Researchers at the University of Toronto echoed that sentiment in a 2021 report, saying the thousands of programs “vary greatly in design.” 

They are delivered by charities, school boards, governments, churches and corporations. 

Only about 65 per cent of Toronto-area children participated in the school food programs available there, according to 2023 data compiled by the University of Toronto from local surveys and focus groups with parents and caregivers.

Barriers to accessing those programs included a lack of culturally appropriate food, program reductions including less food and less availability. The research also found some schools lacked kitchens and volunteers.

A class full of young students sit at their desks.
Students at St. Roch Catholic School in Toronto eat Cheerios, oranges and yogurt during their morning snacktime. (CBC)

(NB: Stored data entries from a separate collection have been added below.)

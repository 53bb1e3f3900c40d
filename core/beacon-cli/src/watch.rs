//! `beacon watch`: the long-lived loop.
//!
//! Prints `host_info`, then `sessions.list`, then `session.added/updated/removed`
//! as the view changes. The external-agent scan piggybacks on the observer's
//! timer at its own interval.

use std::io::{self, Write};
use std::ops::ControlFlow;
use std::path::Path;
use std::time::Duration;

use beacon_core::config::BeaconConfig;
use beacon_core::external::{ExternalAgentReconciler, ProcessScanner, StatusReceiver};
use beacon_core::process::host_name;
use beacon_core::query::session_item;
use beacon_core::{diff_views, BeaconError, SessionObserver, SessionStore, SessionView, SysinfoScanner};
use beacon_protocol::{HostInfo, PushEvent};
use chrono::{DateTime, Utc};

pub fn run(config: &BeaconConfig, store: SessionStore, status_socket: &Path) -> Result<(), BeaconError> {
    let observer = SessionObserver::new(store);
    let receiver = StatusReceiver::new();
    #[cfg(unix)]
    if let Err(err) = receiver.spawn_listener(status_socket) {
        tracing::warn!(error = %err, "Status socket unavailable; external agents report running only");
    }

    let scanner = SysinfoScanner::new(&config.external);
    let mut reconciler = ExternalAgentReconciler::new(&config.external);
    let scan_interval = chrono::Duration::seconds(config.external.scan_interval_secs as i64);
    let mut last_scan: Option<DateTime<Utc>> = None;

    emit(&PushEvent::HostInfo(HostInfo {
        hostname: host_name().unwrap_or_else(|| "unknown".to_string()),
        version: env!("CARGO_PKG_VERSION").to_string(),
        platform: std::env::consts::OS.to_string(),
    }))?;

    let mut previous: Option<SessionView> = None;

    observer.run(
        Duration::from_millis(config.observer.refresh_interval_ms),
        |now| {
            if last_scan.is_some_and(|at| now.signed_duration_since(at) < scan_interval) {
                return;
            }
            last_scan = Some(now);
            match scanner.scan() {
                Ok(scan) => {
                    reconciler.reconcile(now, &scan, &receiver);
                    observer.set_external(reconciler.sessions());
                }
                Err(err) => tracing::debug!(error = %err, "External agent scan failed"),
            }
        },
        |view| {
            let events = match &previous {
                None => vec![PushEvent::SessionsList {
                    sessions: view.sessions.iter().map(session_item).collect(),
                }],
                Some(prev) => diff_views(prev, view),
            };
            previous = Some(view.clone());

            for event in &events {
                if let Err(err) = emit(event) {
                    tracing::info!(error = %err, "Output closed, stopping watch");
                    return ControlFlow::Break(());
                }
            }
            ControlFlow::Continue(())
        },
    )
}

fn emit(event: &PushEvent) -> Result<(), BeaconError> {
    let line = serde_json::to_string(event).map_err(|source| BeaconError::Json {
        context: format!("encoding {}", event.name()),
        source,
    })?;
    let mut stdout = io::stdout().lock();
    writeln!(stdout, "{}", line)
        .and_then(|_| stdout.flush())
        .map_err(|e| BeaconError::io("writing push event", e))
}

Several provinces and territories have recently increased their budgets for student food programs.

This includes a recent Ontario pledge for an additional $5 million (bringing its 2023 total to $38 million), a Quebec pledge for $34 million over five years, and a B.C. pledge for $214 million over three years, just to name a few.

In late February, Nova Scotia announced it was investing $18.8 million for new lunch program for students in the public school system. 

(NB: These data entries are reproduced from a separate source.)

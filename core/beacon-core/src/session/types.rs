//! Serialized session types.
//!
//! The on-disk document is versioned, but decoding is tolerant in both
//! directions: every optional field defaults when missing, unknown fields are
//! ignored, and a single undecodable session is dropped instead of failing the
//! whole document (see `StoreData::from_json`).

use chrono::{DateTime, Duration, Utc};
use serde::{Deserialize, Serialize};
use std::collections::{BTreeMap, HashMap};

pub const STORE_VERSION: u32 = 1;

#[derive(Debug, Clone, Copy, PartialEq, Eq, Hash, Default, Serialize, Deserialize)]
#[serde(rename_all = "camelCase")]
pub enum SessionStatus {
    #[default]
    Running,
    WaitingInput,
    Stopped,
}

/// Why a session is waiting. Only meaningful while `WaitingInput`.
#[derive(Debug, Clone, Copy, PartialEq, Eq, Hash, Serialize, Deserialize)]
#[serde(rename_all = "camelCase")]
pub enum WaitingReason {
    PermissionPrompt,
    Stop,
    Unknown,
}

impl WaitingReason {
    pub fn as_str(self) -> &'static str {
        match self {
            Self::PermissionPrompt => "permissionPrompt",
            Self::Stop => "stop",
            Self::Unknown => "unknown",
        }
    }
}

/// Display urgency derived from status + acknowledgment.
#[derive(Debug, Clone, Copy, PartialEq, Eq, PartialOrd, Ord, Hash)]
pub enum Urgency {
    /// Stopped sessions are not displayed.
    None,
    Green,
    Yellow,
    Red,
}

/// Builds the key a session is stored under: `sessionId:tty`, or the bare id
/// for sessions without a terminal device.
pub fn composite_id(session_id: &str, tty: Option<&str>) -> String {
    match tty.filter(|t| !t.is_empty()) {
        Some(tty) => format!("{}:{}", session_id, tty),
        None => session_id.to_string(),
    }
}

/// Strips trailing slashes (except for root "/") so "/project" and "/project/" compare equal.
pub fn normalize_path(path: &str) -> String {
    let trimmed = path.trim_end_matches('/');
    if trimmed.is_empty() {
        "/".to_string()
    } else {
        trimmed.to_string()
    }
}

#[derive(Debug, Clone, PartialEq, Serialize, Deserialize)]
#[serde(rename_all = "camelCase")]
pub struct Session {
    pub session_id: String,
    pub cwd: String,
    #[serde(default, skip_serializing_if = "Option::is_none")]
    pub tty: Option<String>,
    #[serde(default)]
    pub status: SessionStatus,
    #[serde(default, skip_serializing_if = "Option::is_none")]
    pub waiting_reason: Option<WaitingReason>,
    #[serde(default = "Utc::now")]
    pub created_at: DateTime<Utc>,
    #[serde(default = "Utc::now")]
    pub updated_at: DateTime<Utc>,

    // Provenance and focus hints
    #[serde(default, skip_serializing_if = "Option::is_none")]
    pub term_program: Option<String>,
    #[serde(default, skip_serializing_if = "Option::is_none")]
    pub actual_term_program: Option<String>,
    #[serde(
        default,
        alias = "editorBundleID",
        skip_serializing_if = "Option::is_none"
    )]
    pub editor_bundle_id: Option<String>,
    #[serde(default, alias = "editorPID", skip_serializing_if = "Option::is_none")]
    pub editor_pid: Option<u32>,
    #[serde(default, skip_serializing_if = "Option::is_none")]
    pub learned_tab_index: Option<u32>,
    #[serde(default, skip_serializing_if = "Option::is_none")]
    pub multiplexer_socket: Option<String>,
    #[serde(default, skip_serializing_if = "Option::is_none")]
    pub multiplexer_pane: Option<String>,
    #[serde(default, skip_serializing_if = "Option::is_none")]
    pub multiplexer_session: Option<String>,

    #[serde(default, skip_serializing_if = "Option::is_none")]
    pub tool_name: Option<String>,
    #[serde(default, skip_serializing_if = "Option::is_none")]
    pub summary: Option<String>,
    #[serde(default, skip_serializing_if = "Option::is_none")]
    pub last_event: Option<String>,

    #[serde(default)]
    pub is_tool_running: bool,
    #[serde(default)]
    pub is_acknowledged: bool,
    #[serde(default, skip_serializing_if = "Option::is_none")]
    pub display_order: Option<u64>,
    #[serde(default)]
    pub is_disambiguated: bool,
}

impl Session {
    pub fn new(session_id: &str, cwd: &str, tty: Option<&str>, now: DateTime<Utc>) -> Self {
        Session {
            session_id: session_id.to_string(),
            cwd: cwd.to_string(),
            tty: tty.filter(|t| !t.is_empty()).map(str::to_string),
            status: SessionStatus::Running,
            waiting_reason: None,
            created_at: now,
            updated_at: now,
            term_program: None,
            actual_term_program: None,
            editor_bundle_id: None,
            editor_pid: None,
            learned_tab_index: None,
            multiplexer_socket: None,
            multiplexer_pane: None,
            multiplexer_session: None,
            tool_name: None,
            summary: None,
            last_event: None,
            is_tool_running: false,
            is_acknowledged: false,
            display_order: None,
            is_disambiguated: false,
        }
    }

    pub fn id(&self) -> String {
        composite_id(&self.session_id, self.tty.as_deref())
    }

    pub fn is_active(&self) -> bool {
        self.status != SessionStatus::Stopped
    }

    pub fn is_waiting(&self) -> bool {
        self.status == SessionStatus::WaitingInput
    }

    /// Last path component of the working directory.
    pub fn display_name(&self) -> String {
        let normalized = normalize_path(&self.cwd);
        normalized
            .rsplit('/')
            .find(|part| !part.is_empty())
            .unwrap_or(&normalized)
            .to_string()
    }

    /// Display name with the tty suffix when another active session shares the name.
    pub fn qualified_display_name(&self) -> String {
        let name = self.display_name();
        match (self.is_disambiguated, self.tty.as_deref()) {
            (true, Some(tty)) => {
                let short = tty.rsplit('/').next().unwrap_or(tty);
                format!("{} ({})", name, short)
            }
            (true, None) => format!("{} ({})", name, short_id(&self.session_id)),
            _ => name,
        }
    }

    pub fn urgency(&self) -> Urgency {
        match self.status {
            SessionStatus::Stopped => Urgency::None,
            SessionStatus::Running => Urgency::Green,
            SessionStatus::WaitingInput if self.is_acknowledged => Urgency::Green,
            SessionStatus::WaitingInput => match self.waiting_reason {
                Some(WaitingReason::PermissionPrompt) => Urgency::Red,
                _ => Urgency::Yellow,
            },
        }
    }

    pub fn is_editor_hosted(&self) -> bool {
        self.editor_bundle_id.is_some()
    }

    pub fn idle_for(&self, now: DateTime<Utc>) -> Duration {
        now.signed_duration_since(self.updated_at)
    }

    // State helpers used by the transition functions. They keep the
    // acknowledgment rules in one place: entering `running` clears it, a
    // change of waiting reason clears it, re-entering the same wait keeps it.

    pub(crate) fn enter_running(&mut self) {
        self.status = SessionStatus::Running;
        self.waiting_reason = None;
        self.is_acknowledged = false;
    }

    pub(crate) fn enter_waiting(&mut self, reason: WaitingReason) {
        let unchanged =
            self.status == SessionStatus::WaitingInput && self.waiting_reason == Some(reason);
        self.status = SessionStatus::WaitingInput;
        self.waiting_reason = Some(reason);
        self.is_tool_running = false;
        if !unchanged {
            self.is_acknowledged = false;
        }
    }

    pub(crate) fn enter_stopped(&mut self) {
        self.status = SessionStatus::Stopped;
        self.waiting_reason = None;
        self.is_tool_running = false;
    }
}

fn short_id(session_id: &str) -> &str {
    session_id.get(..8).unwrap_or(session_id)
}

/// The whole persisted document.
#[derive(Debug, Clone, PartialEq, Serialize, Deserialize)]
pub struct StoreData {
    #[serde(default = "default_version")]
    pub version: u32,
    #[serde(default)]
    pub sessions: BTreeMap<String, Session>,
    #[serde(default, skip_serializing_if = "Option::is_none")]
    pub updated_at: Option<DateTime<Utc>>,
}

fn default_version() -> u32 {
    STORE_VERSION
}

impl Default for StoreData {
    fn default() -> Self {
        StoreData {
            version: STORE_VERSION,
            sessions: BTreeMap::new(),
            updated_at: None,
        }
    }
}

/// Loose shape used for tolerant decoding: sessions are decoded one at a time.
#[derive(Deserialize)]
struct RawStoreData {
    #[serde(default)]
    version: Option<u32>,
    #[serde(default)]
    sessions: BTreeMap<String, serde_json::Value>,
    #[serde(default)]
    updated_at: Option<DateTime<Utc>>,
}

impl StoreData {
    /// Decodes a store document, dropping individual sessions that fail to decode.
    ///
    /// Returns an error only when the document itself is not a JSON object of
    /// the expected shape.
    pub fn from_json(content: &str) -> Result<Self, serde_json::Error> {
        let raw: RawStoreData = serde_json::from_str(content)?;
        let version = raw.version.unwrap_or(STORE_VERSION);
        if version > STORE_VERSION {
            tracing::debug!(version, "Reading newer store version field-by-field");
        }

        let mut sessions = BTreeMap::new();
        for (key, value) in raw.sessions {
            match serde_json::from_value::<Session>(value) {
                Ok(session) => {
                    sessions.insert(key, session);
                }
                Err(err) => {
                    tracing::warn!(key = %key, error = %err, "Dropping undecodable session");
                }
            }
        }

        Ok(StoreData {
            version,
            sessions,
            updated_at: raw.updated_at,
        })
    }

    pub fn next_display_order(&self) -> u64 {
        self.sessions
            .values()
            .filter_map(|s| s.display_order)
            .max()
            .map_or(1, |max| max + 1)
    }

    /// Active sessions in display order.
    ///
    /// Excludes `stopped` sessions and, when `timeout_minutes > 0`, sessions
    /// idle longer than the timeout.
    pub fn active_sessions(&self, timeout_minutes: u64, now: DateTime<Utc>) -> Vec<Session> {
        let timeout = (timeout_minutes > 0).then(|| Duration::minutes(timeout_minutes as i64));
        let mut active: Vec<Session> = self
            .sessions
            .values()
            .filter(|s| s.is_active())
            .filter(|s| timeout.map_or(true, |limit| s.idle_for(now) <= limit))
            .cloned()
            .collect();
        sort_for_display(&mut active);
        active
    }

    /// Marks sessions whose display names collide with another active session.
    pub fn recompute_disambiguation(&mut self) {
        let mut counts: HashMap<String, usize> = HashMap::new();
        for session in self.sessions.values().filter(|s| s.is_active()) {
            *counts.entry(session.display_name()).or_default() += 1;
        }
        for session in self.sessions.values_mut() {
            session.is_disambiguated =
                session.is_active() && counts.get(&session.display_name()).copied().unwrap_or(0) > 1;
        }
    }

    /// Removes stopped sessions older than `retain_hours`. 0 keeps them forever.
    pub fn prune_stopped(&mut self, retain_hours: u64, now: DateTime<Utc>) -> usize {
        if retain_hours == 0 {
            return 0;
        }
        let limit = Duration::hours(retain_hours as i64);
        let before = self.sessions.len();
        self.sessions
            .retain(|_, s| s.is_active() || s.idle_for(now) <= limit);
        before - self.sessions.len()
    }
}

/// Sorts by `displayOrder`, then `createdAt`, then id for a total order.
pub fn sort_for_display(sessions: &mut [Session]) {
    sessions.sort_by(|a, b| {
        a.display_order
            .unwrap_or(u64::MAX)
            .cmp(&b.display_order.unwrap_or(u64::MAX))
            .then_with(|| a.created_at.cmp(&b.created_at))
            .then_with(|| a.id().cmp(&b.id()))
    });
}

“The current school food program landscape is complex,” Katerina Maximova, an associate professor of epidemiology at the Dalla Lana School of Public Health at University of Toronto, said via email. 

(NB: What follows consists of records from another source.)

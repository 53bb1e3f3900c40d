//! Collapsing agent teams.
//!
//! When several sessions share a working directory (a lead agent and its
//! teammates), the list shows one representative per directory.

use std::cmp::Ordering;

use crate::session::{normalize_path, Session};

/// Picks the session that best represents a group sharing one cwd.
///
/// Unacknowledged waiting beats acknowledged waiting beats running. Among
/// waiting sessions the most recently updated wins; in an all-running group
/// the oldest wins.
pub fn select_representative(group: &[Session]) -> Option<&Session> {
    group.iter().max_by(|a, b| compare(a, b))
}

fn tier(session: &Session) -> u8 {
    match (session.is_waiting(), session.is_acknowledged) {
        (true, false) => 2,
        (true, true) => 1,
        (false, _) => 0,
    }
}

fn compare(a: &Session, b: &Session) -> Ordering {
    tier(a).cmp(&tier(b)).then_with(|| {
        if a.is_waiting() {
            a.updated_at.cmp(&b.updated_at)
        } else {
            b.created_at.cmp(&a.created_at)
        }
    })
}

/// One representative per normalized cwd, in order of each group's first
/// appearance.
pub fn collapse(sessions: &[Session]) -> Vec<Session> {
    let mut groups: Vec<(String, Vec<Session>)> = Vec::new();
    for session in sessions {
        let key = normalize_path(&session.cwd);
        match groups.iter_mut().find(|(k, _)| *k == key) {
            Some((_, members)) => members.push(session.clone()),
            None => groups.push((key, vec![session.clone()])),
        }
    }
    groups
        .iter()
        .filter_map(|(_, members)| select_representative(members).cloned())
        .collect()
}

#[cfg(test)]
mod tests {
    use super::*;
    use crate::session::WaitingReason;
    use chrono::{Duration, TimeZone, Utc};

    fn make_session(id: &str, cwd: &str, secs: i64) -> Session {
        let at = Utc.with_ymd_and_hms(2026, 1, 27, 10, 0, 0).unwrap() + Duration::seconds(secs);
        Session::new(id, cwd, None, at)
    }

    fn waiting(id: &str, cwd: &str, secs: i64) -> Session {
        let mut s = make_session(id, cwd, secs);
        s.enter_waiting(WaitingReason::Stop);
        s
    }

    #[test]
    fn test_unacknowledged_waiting_beats_running() {
        let group = vec![
            make_session("lead", "/work/app", 0),
            waiting("mate", "/work/app", 5),
            make_session("mate2", "/work/app", 10),
        ];
        assert_eq!(select_representative(&group).unwrap().session_id, "mate");
    }

    #[test]
    fn test_unacknowledged_beats_acknowledged() {
        let mut acked = waiting("acked", "/work/app", 50);
        acked.is_acknowledged = true;
        let group = vec![acked, waiting("fresh", "/work/app", 10)];
        assert_eq!(select_representative(&group).unwrap().session_id, "fresh");
    }

    #[test]
    fn test_most_recent_waiting_wins_ties() {
        let group = vec![waiting("older", "/work/app", 1), waiting("newer", "/work/app", 9)];
        assert_eq!(select_representative(&group).unwrap().session_id, "newer");
    }

    #[test]
    fn test_all_running_prefers_oldest() {
        let group = vec![
            make_session("young", "/work/app", 30),
            make_session("lead", "/work/app", 0),
        ];
        assert_eq!(select_representative(&group).unwrap().session_id, "lead");
        assert!(select_representative(&[]).is_none());
    }

    #[test]
    fn test_collapse_groups_by_normalized_cwd() {
        let sessions = vec![
            make_session("a1", "/work/a", 0),
            make_session("b1", "/work/b", 1),
            waiting("a2", "/work/a/", 2),
        ];
        let collapsed = collapse(&sessions);
        let ids: Vec<_> = collapsed.iter().map(|s| s.session_id.as_str()).collect();
        assert_eq!(ids, vec!["a2", "b1"]);
    }
}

“There are different mandates, different types of programs, multiple and overlapping sources of funding, and limited program co-ordination, monitoring and evaluation. This makes it difficult to monitor and to ensure consistency of standards.” 

How will Canada’s program work?

2023 stakeholder report on building a national program, compiled by Employment and Social Development Canada (ESDC), may provide some hints. 

Respondents said they supported a “universal program delivery model” in which every child has access to school food in order to reduce stigma.

“Though programs often target low-income households, there is no ‘stereotypical’ hungry child,” the report noted.

The participants also supported aligning any policy with Canada’s Food Guide.

Other reports have mirrored these findings. For instance, the University of Guelph’s Arrell Food Institute wrote last year that, ideally, a national program would provide universal access to nutritious food for students from junior kindergarten through Grade 12.

“What we know from best-practices is that it’s all children who need to eat at school, not just children from a low-income household,” Field said.

While it could be that, initially, the funding is allocated more in low-income neighbourhoods, it should still be be  universal within those schools, Engler-Stringer said.

“We could start there and then build,” she said.

Why do we need it?

Nearly one in four children in Canada don’t get enough food, the government says, and more that one-third of food bank users are children, according to Food Banks Canada. And there’s been a 29 per cent increase in food insecurity in children in the last year, according to the charity Children First Canada.

Canada is also the only G7 country that doesn’t have a national school food program or national standards, according to the Breakfast Club of Canada. Advocates have argued that a national program is needed to fill gaps left by the patchwork of provincial, local and charitable programs that are under strain due to low resources and high food prices.

And full stomachs help learning. Evidence shows that hunger affects focus and concentration, Engler-Stringer says.

“It is one of those tools that we have to help children fully participate in the classroom and be able to be the best student that they can be.”